Jayati Saha said: “Dhulomati, SlatePencil and ChokKhori are viable dreams provided we as a society have the courage to dream these dreams. This initiative is not just to educate but to bring equality between villages and cities. This initiative is now reaching out to children whose parents work in brickfields, and who neither get education in their own village or in the village where their parents work. They are nobody’s children so far as education is concerned. The first Brickfield school has been opened in 24 Pargana near Rajarhat and we will be reaching out to all brickfield owners in Bengal to implement the same model.”
Academic Director Pritha Roy said: “While spoken English will be a great differentiator, this initiative will also give better childhood to children. Every Dhulomati school has a toy and book lending library named Dhulomati Khelaghor. The response to this has been phenomenal and I must thank the hundreds of people who have generously donated books and toys. Along with our consultant, I am personally in charge of evolving the pedagogy based on which the curriculum is being developed. It will be of the highest standards. I don’t want to mention any names, but whatever is taught in reputed chain play schools today, is being taught at Dhulomati, but with locally sourced material and resources. The name DhuloMati itself indicates that rural children must learn with what is available around them.

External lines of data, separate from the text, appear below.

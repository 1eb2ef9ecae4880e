/*
    fluxcodec
    https://github.com/dbalsom/fluxcodec

    Copyright 2024-2025 Daniel Balsom

    Permission is hereby granted, free of charge, to any person obtaining a
    copy of this software and associated documentation files (the “Software”),
    to deal in the Software without restriction, including without limitation
    the rights to use, copy, modify, merge, publish, distribute, sublicense,
    and/or sell copies of the Software, and to permit persons to whom the
    Software is furnished to do so, subject to the following conditions:

    The above copyright notice and this permission notice shall be included in
    all copies or substantial portions of the Software.

    THE SOFTWARE IS PROVIDED “AS IS”, WITHOUT WARRANTY OF ANY KIND, EXPRESS OR
    IMPLIED, INCLUDING BUT NOT LIMITED TO THE WARRANTIES OF MERCHANTABILITY,
    FITNESS FOR A PARTICULAR PURPOSE AND NONINFRINGEMENT. IN NO EVENT SHALL THE
    AUTHORS OR COPYRIGHT HOLDERS BE LIABLE FOR ANY CLAIM, DAMAGES OR OTHER
    LIABILITY, WHETHER IN AN ACTION OF CONTRACT, TORT OR OTHERWISE, ARISING
    FROM, OUT OF OR IN CONNECTION WITH THE SOFTWARE OR THE USE OR OTHER
    DEALINGS IN THE SOFTWARE.

    --------------------------------------------------------------------------

    src/detector/cbm.rs

    Commodore GCR sync detector.
*/

use crate::{
    codec::gcr_cbm::{cbm_decode_group, CBM_BYTE_LEN},
    detector::{SyncDetector, SyncEvent},
    types::{AddressMarkType, EncodingMode},
    SYNC_HUNT_TIMEOUT_BYTES,
};

/// Commodore sync is a run of set cells; ten suffice to be unambiguous, the
/// 1541 writes forty.
pub const CBM_SYNC_RUN: usize = 10;

/// GCR block type bytes following the sync run.
pub const CBM_HEADER_BLOCK_ID: u8 = 0x08;
pub const CBM_DATA_BLOCK_ID: u8 = 0x07;

/// Counts consecutive set cells; after the run ends, GCR-decodes the first
/// 10-cell group and classifies the block type. Only a recognized block type
/// emits an event - an unrecognized group returns the detector to Idle so
/// that long gap runs in other encodings cannot masquerade as CBM sync.
#[derive(Clone, Debug, Default)]
pub struct CbmSyncDetector {
    one_run: usize,
    synced: bool,
    in_block: bool,
    block_reg: u16,
    block_ct: usize,
    hunt_cells: usize,
}

impl CbmSyncDetector {
    pub fn new() -> Self {
        Default::default()
    }

    fn to_idle(&mut self) {
        self.one_run = 0;
        self.synced = false;
        self.in_block = false;
        self.block_reg = 0;
        self.block_ct = 0;
        self.hunt_cells = 0;
    }
}

impl SyncDetector for CbmSyncDetector {
    fn mode(&self) -> EncodingMode {
        EncodingMode::GcrCbm
    }

    fn reset(&mut self) {
        self.to_idle();
    }

    fn step(&mut self, cell: bool) -> Option<SyncEvent> {
        if !self.synced {
            self.one_run = if cell { self.one_run + 1 } else { 0 };
            if self.one_run >= CBM_SYNC_RUN {
                self.synced = true;
                self.hunt_cells = 0;
            }
            return None;
        }

        if !self.in_block {
            if cell {
                // The sync run continues until the first clear cell. An
                // endless run is garbage (a stuck separator); give up after
                // the hunt window.
                self.hunt_cells += 1;
                if self.hunt_cells > SYNC_HUNT_TIMEOUT_BYTES * CBM_BYTE_LEN {
                    log::trace!("cbm: sync hunt timeout, returning to idle");
                    self.to_idle();
                }
                return None;
            }
            self.in_block = true;
            self.block_reg = 0;
            self.block_ct = 0;
            // fall through; this cell is the first cell of the block id
        }

        self.block_reg = (self.block_reg << 1) | cell as u16;
        self.block_ct += 1;
        if self.block_ct < CBM_BYTE_LEN {
            return None;
        }

        let hi = cbm_decode_group((self.block_reg >> 5) as u8);
        let lo = cbm_decode_group(self.block_reg as u8);
        let block_id = match (hi, lo) {
            (Some(hi), Some(lo)) => hi << 4 | lo,
            _ => {
                self.to_idle();
                return None;
            }
        };
        let mark = match block_id {
            CBM_HEADER_BLOCK_ID => AddressMarkType::Id,
            CBM_DATA_BLOCK_ID => AddressMarkType::Data,
            other => {
                log::trace!("cbm: unrecognized block id {:02X} after sync", other);
                self.to_idle();
                return None;
            }
        };
        self.to_idle();
        Some(SyncEvent::new(EncodingMode::GcrCbm, Some(mark)))
    }
}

Avik Saha concluded by saying that the initiatives of the trust are to supplement the initiatives of the Government through ICDS. The ongoing teacher training program will create village based expert teachers in an early childhood education. He added that every school is opened with the local community participating in full force and equal inputs. All physical infrastructure of schools are provided by the villagers free of cost, and without receiving any corresponding benefit. The concept and its execution till now shows that with minimal effort, a whole village can develop through development of its children and women – the children through access to high-quality education and the women through training, employment and financial independence.